The terms ‘U’ and ‘non-U’ (‘U’ standing for ‘upper-class’) were coined in the 1950s by Professor Alan Ross, of Birmingham University’s linguistics department, but then made famous by Nancy Mitford in her essay ‘The English Aristocracy’, which included a glossary of words and phrases supposedly favoured by one class or the other.
The ‘non-U’ words tended to be euphemistic and suggest middle-class aspirations to refinement, the ‘U’ words to be plain, direct and down-to-earth. But the whole thing felt suspiciously like an artificial construct by the upper class to boost its own sense of superiority and to protect it from infiltration by members of the class below.Alexander Chancellor here describes a distinction which, though largely forgotten today, once had quite a hold on the thinking of middle-class Britain.
Why was that? The Wikipedia entry for U and Non-U English suggests the popularity of the distinction was "a reflection of the anxieties of the middle class in Britain of the 1950s, recently emerged from post-war austerities".
That has always been my theory, though it would work better if that popularity had arisen a little nearer the end of the war.
But there can be no doubt that the social changes of the war and the years after were an enormous shock to the upper classes. You can see evidence of it everywhere in the period.
In 1946 this blog's hero T.H. White paid a return visit to Cambridge and was horrified to find the Master of Christ's College helping with the washing up.
Josephine Tey's 1948 novel The Franchise Affair tells of an idyll of genteel respectability threatened by allegations of abuse by a working-class girl.
In the same year Mrs Robert Henrey, in A Film Star in Belgrave Square, wrote:
There is, perhaps, no better example than Chesham Mews of the way the well-to-do, unable any longer to keep establishments worthy of their station, have descended upon the accommodation which their forebears allotted to the groom and to the coachman.

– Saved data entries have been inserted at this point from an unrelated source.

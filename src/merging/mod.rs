pub mod resolver;
pub mod types;

pub use resolver::{merge_total, resolve_regions, SampleMerger};
pub use types::{MergeResult, Resolution, ResolvedRegion};
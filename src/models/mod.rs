pub mod priority;
pub mod sample;
pub mod span;

pub use priority::SourcePriority;
pub use sample::{Provenance, Sample};
pub use span::{seconds_between, TimeSpan};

The clerks and typists of the Ministry of Education filled the noble rooms of the former aristocratic mansions in the Square, while the aristocrats slept in hay-lofts over their cars for which, in another month, they would no longer be given any basic allowance of petrol.At least by the film Genevieve in 1953, mews living had become aspirational.
And you can also add the retrospective glamour acquired by the pre-war railway companies into the mix.
The appeal of the concept of U English was that it could mark you out as the best sort of person, whatever your current economic circumstances.
Today, the left is in economic eclipse, and it is also the left that seeks to differentiate itself by using the right of language.
Too often the tactic of the left (and too many Liberal Democrats) is to scan the language used by others for formulations that reveal that they are sexist or racist or cis normative and thus not worth engaging with.
The railways may have been privatised again, but by our language we on the left can show that we are the best sort of person. And we also show that people who do not pass this test are not worth engaging with.
There is a good articles on the left and these sort of language games by Ben Andrew on Liberal Democrat Voice today.
The comments are also instructive, whether you agree with them or not. I think the suggestion that the policing of language is characteristic of a younger political generation is spot on.